Wishing everyone a very happy Diwali and prosperity filled year ahead!
Its that time of the year again, Diwali, a.k.a the festival of lights.. The brain rewinds to memories from long ago of childhood, the aroma of Diwali savories deep frying in a variety of oils, Peanut oil for the ‘mixtures’ (as chivda is known down south) & ‘omappodi’ , coconut oil for the ‘murukku’ & ‘thenkozhal’ and lots and lots of ghee for the sweet stuff. Every family had (& still does) its traditional set of munchies. My favorite memories are that of waking up from my afternoon nap to the aroma of curry leaves being sauteed with asafetida to be added to the ‘Miccher’ (mixture). There would be a one foot high hill of various ingredients piled high on layers of newspaper to be mixed by hand before being ladled into the large stainless steel containers.(to be unopened, preferably, until Diwali Eve. Yeah, like that curfew was ever obeyed!!).
Fast forward to this century…Start the Car, drive to Edison, NJ , pick up boxes of stuff from Sukhadia…:-( Go ahead, replace the italicized words with your town & store of choice!
And yet, the heart yearns to recreate the marathon munchie making sessions of the previous generation and I usually like to at least make one sweet & one savory dish to celebrate the event. (in addition to the mandatory Lehiyam). Old traditions carried on, as in the Diwali Eve dinner of Onion & Coconut Sambhar with crispy roast potatoes and deep fried papad, (a tradition adopted from my husbands side of the family).
and some new creative liberties that I began taking last year with classics such as Okkarai (morphed into a health bar)
and a Lavender Badaam ‘Cake’.
Well, This year, its my mom’s recipe for ‘mullu thenkozhal’ for the salty part,
|My li’l notebook of recipes dictated by ‘amma’ a week before she passed away.|
and the introduction of a new member of the nut family into the South Indian ‘sweets’, Hazelnut.
Aside from flavored coffee, the first place one associates hazelnuts is Nutella and Ferrero Rocher chocolates. Since it was the first time I had worked with these in South Indian food, I combined it with some almonds but, in retrospect, I realize, the hazelnuts would have been great by themselves.

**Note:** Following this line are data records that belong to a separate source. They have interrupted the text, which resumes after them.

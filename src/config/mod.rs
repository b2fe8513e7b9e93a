//! Application configuration and constants.
//!
//! This module provides:
//! - Configuration constants (timeouts, limits, service URLs)
//! - Library configuration (`Config`)
//! - CLI definition and option types

mod cli;
mod constants;
mod types;

// Re-export all constants
pub use cli::{Cli, Command, DiscoverHostnamesArgs, NameserversArgs, TestHostnamesArgs};
pub use constants::*;
pub use types::{Config, LogFormat, LogLevel, OutputFormat};
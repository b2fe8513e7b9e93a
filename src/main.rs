//! Main application entry point (CLI binary).
//!
//! This is a thin wrapper around the `subdomain_scanner` library that handles:
//! - Command-line argument parsing
//! - Logger initialization
//! - User-facing output formatting
//!
//! All core functionality is implemented in the library crate.

use anyhow::{Context, Result};
use clap::Parser;
use regex::Regex;
use std::process;

use subdomain_scanner::config::{
    Cli, Command, DiscoverHostnamesArgs, NameserversArgs, SHARED_DNS_API_URL_PREFIX,
};
use subdomain_scanner::discovery::{discover_hostnames, discover_shared_domains, expand_stdin_values};
use subdomain_scanner::export::print_report;
use subdomain_scanner::http::ReqwestHttpClient;
use subdomain_scanner::initialization::{init_client, init_logger_with};
use subdomain_scanner::{run_scan, Config};

#[tokio::main]
async fn main() -> Result<()> {
    let cli = Cli::parse();

    init_logger_with(cli.log_level.into(), cli.log_format)
        .context("Failed to initialize logger")?;

    if let Err(e) = run_command(cli.command).await {
        eprintln!("subdomain_scanner error: {:#}", e);
        process::exit(1);
    }
    Ok(())
}

async fn run_command(command: Command) -> Result<()> {
    match command {
        Command::DiscoverHostnames(args) => {
            for hostname in hostnames(args).await? {
                println!("{hostname}");
            }
        }
        Command::DiscoverDomains(args) => {
            let seeds: Vec<String> = shared_domains(args)
                .await?
                .iter()
                .map(|domain| format!("{domain},*.{domain}"))
                .collect();
            println!("{}", seeds.join(","));
        }
        Command::SeedDiscovery(args) => {
            let seeds: Vec<String> = shared_domains(args)
                .await?
                .iter()
                .map(|domain| format!("*.{domain}"))
                .collect();
            println!("{}", seeds.join(","));
        }
        Command::TestHostnames(args) => {
            let config = Config::from(args);
            let format = config.output_format;
            let report = run_scan(config).await?;
            print_report(&report, format)?;
        }
    }
    Ok(())
}

fn discovery_client() -> Result<ReqwestHttpClient> {
    let client = init_client(&Config::default()).context("Failed to initialize HTTP client")?;
    Ok(ReqwestHttpClient::new(client))
}

async fn hostnames(args: DiscoverHostnamesArgs) -> Result<Vec<String>> {
    let must_match = Regex::new(&args.must_match).context("Invalid --must-match expression")?;
    let must_not_match =
        Regex::new(&args.must_not_match).context("Invalid --must-not-match expression")?;
    let domains = expand_stdin_values(&args.domain_names)
        .await
        .context("Failed to read domain names")?;

    let http = discovery_client()?;
    Ok(discover_hostnames(
        &http,
        &args.ct_url_prefix,
        &domains,
        args.bruteforce,
        &must_match,
        &must_not_match,
    )
    .await)
}

async fn shared_domains(args: NameserversArgs) -> Result<Vec<String>> {
    let nameservers = expand_stdin_values(&args.nameservers)
        .await
        .context("Failed to read nameservers")?;

    let http = discovery_client()?;
    Ok(discover_shared_domains(&http, SHARED_DNS_API_URL_PREFIX, &nameservers).await)
}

Hazelnut-Almond ‘Cake’ (Makes ~ 45-50 1 inch squares)
1 cup hazelnuts, with the outer skin removed
1/2 cup blanched and peeled almonds
1 1/2cup heavy cream
1 1/2 cups confectioners sugar (since this dissolves almost instantly)
1 1/2 cup milk (2 % will do since there’s plenty of fatty goodness from the heavy cream)
10-12 strands saffron (Disclaimer: I was rather generous with this, resulting in the darker color)
2 -3 tablespoons ghee.
On a low heat, lightly toast the peeled hazelnuts til they just barely start turning brown & emit a light aroma.
Dissolve saffron in 2 tablespoons of the milk.
In a food processor, combine the toasted hazelnuts and almond & process to a coarse grit. Keeping the machine running add the heavy cream and allow to grind to a coarse paste. Dilute with the milk and transfer contents of the food processor jar into a non stick pan.
Add the confectioners sugar, mix well and cook the mixture on a low medium heat (take care to avoid burning the mixture at the bottom of the pan).
Once the mixture begins to simmer, add the saffron infused milk along with the strands.
Stirring frequently, continue to heat the mixture till it begins leaving the sides of the pan. Add the ghee, & continue to heat the mix till it has the consistency of pizza dough and comes together as a ball. (for want of a better comparison!)
Line a small 6 x 8 inch sheet pan (or a small thali) with Parchment paper or Aluminum foil (brushed thoroughly with ghee).
Drop the mixture into the sheet pan and smooth over with an offset spatula.
Place in refrigerator and allow to set.
When completely cooled, cut into squares. Press halved toasted hazelnuts into the center and serve.
|That is my 5 yr old piling on the nuts!|
Wishing everyone of you a wonderful & happy Diwali.